Saved data entries:
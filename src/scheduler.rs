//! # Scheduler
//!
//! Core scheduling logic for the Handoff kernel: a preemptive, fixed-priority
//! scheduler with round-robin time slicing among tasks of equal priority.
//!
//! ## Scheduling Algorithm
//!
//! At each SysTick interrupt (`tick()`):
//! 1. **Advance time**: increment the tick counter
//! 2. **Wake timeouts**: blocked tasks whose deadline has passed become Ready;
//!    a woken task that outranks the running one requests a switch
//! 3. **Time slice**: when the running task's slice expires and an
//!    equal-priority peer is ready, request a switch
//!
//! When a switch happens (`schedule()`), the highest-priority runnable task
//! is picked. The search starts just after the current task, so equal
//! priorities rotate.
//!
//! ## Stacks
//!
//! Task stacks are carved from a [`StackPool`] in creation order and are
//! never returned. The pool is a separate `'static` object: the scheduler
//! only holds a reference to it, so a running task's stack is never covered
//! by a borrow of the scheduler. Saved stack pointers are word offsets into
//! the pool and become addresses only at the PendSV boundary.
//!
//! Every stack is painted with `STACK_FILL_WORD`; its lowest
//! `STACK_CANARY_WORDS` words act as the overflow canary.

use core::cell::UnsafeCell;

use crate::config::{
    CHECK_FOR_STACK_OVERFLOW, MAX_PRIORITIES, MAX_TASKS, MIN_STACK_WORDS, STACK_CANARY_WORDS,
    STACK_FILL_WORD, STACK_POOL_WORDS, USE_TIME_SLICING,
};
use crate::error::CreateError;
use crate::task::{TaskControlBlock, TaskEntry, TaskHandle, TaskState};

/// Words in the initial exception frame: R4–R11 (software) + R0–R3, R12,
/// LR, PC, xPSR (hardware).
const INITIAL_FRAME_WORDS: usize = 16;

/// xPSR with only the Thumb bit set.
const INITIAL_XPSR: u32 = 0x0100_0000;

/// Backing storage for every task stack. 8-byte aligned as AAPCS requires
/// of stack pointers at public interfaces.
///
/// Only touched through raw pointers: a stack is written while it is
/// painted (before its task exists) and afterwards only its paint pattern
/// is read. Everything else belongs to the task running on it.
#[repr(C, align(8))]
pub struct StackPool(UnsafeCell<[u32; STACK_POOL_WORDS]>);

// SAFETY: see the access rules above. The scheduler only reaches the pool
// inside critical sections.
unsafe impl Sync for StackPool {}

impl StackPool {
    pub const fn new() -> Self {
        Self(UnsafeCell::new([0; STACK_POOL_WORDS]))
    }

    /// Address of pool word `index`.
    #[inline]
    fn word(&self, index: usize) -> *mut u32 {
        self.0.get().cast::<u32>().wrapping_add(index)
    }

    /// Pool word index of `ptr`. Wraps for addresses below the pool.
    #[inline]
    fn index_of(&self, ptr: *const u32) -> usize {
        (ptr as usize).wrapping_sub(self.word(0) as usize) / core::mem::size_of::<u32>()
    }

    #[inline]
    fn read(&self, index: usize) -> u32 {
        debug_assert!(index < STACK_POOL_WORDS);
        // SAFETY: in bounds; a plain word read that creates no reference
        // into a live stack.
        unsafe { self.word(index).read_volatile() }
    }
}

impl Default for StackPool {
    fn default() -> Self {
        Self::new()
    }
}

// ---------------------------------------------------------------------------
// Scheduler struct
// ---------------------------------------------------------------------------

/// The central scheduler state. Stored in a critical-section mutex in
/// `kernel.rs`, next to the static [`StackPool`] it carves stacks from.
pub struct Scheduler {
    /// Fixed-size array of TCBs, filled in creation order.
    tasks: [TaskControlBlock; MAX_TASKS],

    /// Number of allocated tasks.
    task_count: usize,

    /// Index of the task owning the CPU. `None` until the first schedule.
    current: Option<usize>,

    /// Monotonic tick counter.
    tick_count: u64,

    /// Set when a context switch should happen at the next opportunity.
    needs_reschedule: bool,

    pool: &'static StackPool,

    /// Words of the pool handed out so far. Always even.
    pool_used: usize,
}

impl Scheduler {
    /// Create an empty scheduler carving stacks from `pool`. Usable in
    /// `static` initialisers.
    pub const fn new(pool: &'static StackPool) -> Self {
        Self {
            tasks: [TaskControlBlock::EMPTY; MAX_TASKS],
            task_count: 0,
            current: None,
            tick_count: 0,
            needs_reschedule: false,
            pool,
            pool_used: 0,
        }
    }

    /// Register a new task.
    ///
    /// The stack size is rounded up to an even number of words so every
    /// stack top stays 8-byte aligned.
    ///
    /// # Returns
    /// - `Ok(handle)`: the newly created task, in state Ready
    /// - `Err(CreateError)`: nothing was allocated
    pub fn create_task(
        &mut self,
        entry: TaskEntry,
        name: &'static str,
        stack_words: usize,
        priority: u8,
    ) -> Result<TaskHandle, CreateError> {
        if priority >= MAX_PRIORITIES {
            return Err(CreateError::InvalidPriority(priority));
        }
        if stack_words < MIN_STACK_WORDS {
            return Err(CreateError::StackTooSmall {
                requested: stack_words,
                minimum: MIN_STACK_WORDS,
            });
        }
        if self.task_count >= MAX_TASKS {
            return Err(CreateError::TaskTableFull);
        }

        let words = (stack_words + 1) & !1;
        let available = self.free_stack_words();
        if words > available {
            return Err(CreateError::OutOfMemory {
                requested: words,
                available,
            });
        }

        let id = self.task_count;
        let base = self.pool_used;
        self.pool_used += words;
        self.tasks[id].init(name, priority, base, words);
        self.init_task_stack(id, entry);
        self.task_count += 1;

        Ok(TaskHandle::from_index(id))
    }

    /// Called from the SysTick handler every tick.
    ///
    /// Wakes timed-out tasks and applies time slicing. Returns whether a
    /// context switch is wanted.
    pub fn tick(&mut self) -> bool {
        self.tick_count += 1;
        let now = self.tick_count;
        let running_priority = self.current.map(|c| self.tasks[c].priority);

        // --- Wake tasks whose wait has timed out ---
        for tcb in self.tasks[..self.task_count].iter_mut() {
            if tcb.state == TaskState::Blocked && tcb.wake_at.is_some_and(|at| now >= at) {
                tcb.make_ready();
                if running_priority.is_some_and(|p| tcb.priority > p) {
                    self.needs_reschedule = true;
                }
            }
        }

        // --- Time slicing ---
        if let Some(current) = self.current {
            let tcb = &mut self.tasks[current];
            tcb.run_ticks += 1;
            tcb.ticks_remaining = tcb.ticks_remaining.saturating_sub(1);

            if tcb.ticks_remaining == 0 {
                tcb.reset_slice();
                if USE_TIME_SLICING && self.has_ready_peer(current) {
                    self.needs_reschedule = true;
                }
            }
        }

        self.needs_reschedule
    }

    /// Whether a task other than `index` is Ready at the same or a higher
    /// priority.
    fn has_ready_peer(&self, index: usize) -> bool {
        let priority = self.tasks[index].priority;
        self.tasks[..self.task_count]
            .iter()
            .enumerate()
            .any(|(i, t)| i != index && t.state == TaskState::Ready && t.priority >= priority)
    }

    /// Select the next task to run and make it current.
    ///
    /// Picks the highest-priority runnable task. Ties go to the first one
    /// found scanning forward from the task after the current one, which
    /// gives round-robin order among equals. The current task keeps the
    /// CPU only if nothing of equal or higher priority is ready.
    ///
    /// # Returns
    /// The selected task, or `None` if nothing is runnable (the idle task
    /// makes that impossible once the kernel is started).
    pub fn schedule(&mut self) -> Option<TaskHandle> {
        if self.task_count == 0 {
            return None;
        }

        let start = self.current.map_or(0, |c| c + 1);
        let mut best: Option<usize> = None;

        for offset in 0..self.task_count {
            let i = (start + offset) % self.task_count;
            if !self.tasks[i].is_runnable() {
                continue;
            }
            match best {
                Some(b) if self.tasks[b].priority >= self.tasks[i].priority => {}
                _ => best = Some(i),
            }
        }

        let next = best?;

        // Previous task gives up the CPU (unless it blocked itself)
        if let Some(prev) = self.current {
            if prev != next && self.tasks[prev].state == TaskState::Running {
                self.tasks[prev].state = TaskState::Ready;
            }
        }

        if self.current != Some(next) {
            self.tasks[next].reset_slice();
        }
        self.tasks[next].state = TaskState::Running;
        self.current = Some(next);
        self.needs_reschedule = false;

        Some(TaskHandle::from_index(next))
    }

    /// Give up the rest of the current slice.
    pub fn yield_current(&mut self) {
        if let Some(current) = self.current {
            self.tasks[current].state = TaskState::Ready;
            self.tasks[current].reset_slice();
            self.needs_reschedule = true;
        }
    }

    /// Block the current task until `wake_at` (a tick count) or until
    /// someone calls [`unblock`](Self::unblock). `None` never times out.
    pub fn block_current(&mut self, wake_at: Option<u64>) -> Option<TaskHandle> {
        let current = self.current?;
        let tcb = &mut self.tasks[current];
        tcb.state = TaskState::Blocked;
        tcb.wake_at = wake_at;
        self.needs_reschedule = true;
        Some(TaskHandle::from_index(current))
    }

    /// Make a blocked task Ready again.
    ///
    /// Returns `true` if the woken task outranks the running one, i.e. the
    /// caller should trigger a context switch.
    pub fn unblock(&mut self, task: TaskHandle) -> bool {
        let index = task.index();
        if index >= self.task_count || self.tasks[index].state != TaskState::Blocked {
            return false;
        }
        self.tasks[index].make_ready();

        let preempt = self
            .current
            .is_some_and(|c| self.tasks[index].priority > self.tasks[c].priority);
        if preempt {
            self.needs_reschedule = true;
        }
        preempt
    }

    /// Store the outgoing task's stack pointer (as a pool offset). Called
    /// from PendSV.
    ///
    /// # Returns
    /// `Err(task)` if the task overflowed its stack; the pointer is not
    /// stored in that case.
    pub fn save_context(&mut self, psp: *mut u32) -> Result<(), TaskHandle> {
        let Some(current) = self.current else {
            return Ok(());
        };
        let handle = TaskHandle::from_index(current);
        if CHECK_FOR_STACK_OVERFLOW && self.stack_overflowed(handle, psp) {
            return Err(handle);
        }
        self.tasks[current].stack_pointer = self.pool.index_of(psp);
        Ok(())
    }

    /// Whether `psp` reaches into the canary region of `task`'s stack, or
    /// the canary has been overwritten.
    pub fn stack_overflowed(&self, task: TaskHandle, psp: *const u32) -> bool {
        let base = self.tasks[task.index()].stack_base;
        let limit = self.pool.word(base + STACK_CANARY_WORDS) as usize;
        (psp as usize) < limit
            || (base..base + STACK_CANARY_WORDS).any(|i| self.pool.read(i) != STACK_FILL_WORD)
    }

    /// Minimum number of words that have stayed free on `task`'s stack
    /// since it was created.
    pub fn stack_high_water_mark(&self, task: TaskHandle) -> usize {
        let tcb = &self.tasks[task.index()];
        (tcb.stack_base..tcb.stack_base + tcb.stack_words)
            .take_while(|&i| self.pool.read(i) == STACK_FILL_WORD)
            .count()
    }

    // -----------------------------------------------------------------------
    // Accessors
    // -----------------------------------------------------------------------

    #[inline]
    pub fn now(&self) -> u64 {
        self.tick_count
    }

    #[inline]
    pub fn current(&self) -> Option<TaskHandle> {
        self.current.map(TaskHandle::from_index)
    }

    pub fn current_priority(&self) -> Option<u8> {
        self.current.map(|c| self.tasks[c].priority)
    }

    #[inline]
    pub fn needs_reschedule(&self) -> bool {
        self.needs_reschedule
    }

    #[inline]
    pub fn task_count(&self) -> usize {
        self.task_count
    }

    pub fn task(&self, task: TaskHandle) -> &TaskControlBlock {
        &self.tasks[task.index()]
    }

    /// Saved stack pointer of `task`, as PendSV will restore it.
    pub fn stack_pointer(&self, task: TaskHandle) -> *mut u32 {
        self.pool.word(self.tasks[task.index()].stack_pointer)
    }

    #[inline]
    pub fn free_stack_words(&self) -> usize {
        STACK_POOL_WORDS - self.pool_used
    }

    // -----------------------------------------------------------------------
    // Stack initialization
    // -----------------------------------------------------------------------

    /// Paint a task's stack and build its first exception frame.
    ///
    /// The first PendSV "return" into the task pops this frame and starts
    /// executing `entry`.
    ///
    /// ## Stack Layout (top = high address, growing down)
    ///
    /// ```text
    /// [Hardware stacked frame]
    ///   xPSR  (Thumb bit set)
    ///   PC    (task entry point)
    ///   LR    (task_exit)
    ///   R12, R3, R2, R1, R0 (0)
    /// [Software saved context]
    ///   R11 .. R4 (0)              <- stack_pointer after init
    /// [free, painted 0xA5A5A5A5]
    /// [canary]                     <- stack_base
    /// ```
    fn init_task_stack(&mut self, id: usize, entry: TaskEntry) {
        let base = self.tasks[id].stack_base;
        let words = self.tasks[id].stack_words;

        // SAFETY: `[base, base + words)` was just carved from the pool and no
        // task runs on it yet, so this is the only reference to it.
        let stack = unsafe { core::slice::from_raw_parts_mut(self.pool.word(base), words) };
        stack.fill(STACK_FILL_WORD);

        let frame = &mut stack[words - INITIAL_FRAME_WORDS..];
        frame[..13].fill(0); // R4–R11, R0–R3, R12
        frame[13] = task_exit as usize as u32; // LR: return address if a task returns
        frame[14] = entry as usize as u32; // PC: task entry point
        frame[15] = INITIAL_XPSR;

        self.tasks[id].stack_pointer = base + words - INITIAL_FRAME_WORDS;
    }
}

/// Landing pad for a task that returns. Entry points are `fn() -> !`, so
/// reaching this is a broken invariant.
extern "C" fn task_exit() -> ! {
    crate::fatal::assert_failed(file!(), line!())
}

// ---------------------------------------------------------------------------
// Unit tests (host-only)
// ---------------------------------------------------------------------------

TASK REQUIREMENTS: Above are the records. Copy the lines beginning at the one that has "let next = best?;" and ending with the one that has "count) or until", unchanged.

FINAL ANSWER:
        let next = best?;

        // Previous task gives up the CPU (unless it blocked itself)
        if let Some(prev) = self.current {
            if prev != next && self.tasks[prev].state == TaskState::Running {
                self.tasks[prev].state = TaskState::Ready;
            }
        }

        if self.current != Some(next) {
            self.tasks[next].reset_slice();
        }
        self.tasks[next].state = TaskState::Running;
        self.current = Some(next);
        self.needs_reschedule = false;

        Some(TaskHandle::from_index(next))
    }

    /// Give up the rest of the current slice.
    pub fn yield_current(&mut self) {
        if let Some(current) = self.current {
            self.tasks[current].state = TaskState::Ready;
            self.tasks[current].reset_slice();
            self.needs_reschedule = true;
        }
    }

    /// Block the current task until `wake_at` (a tick count) or until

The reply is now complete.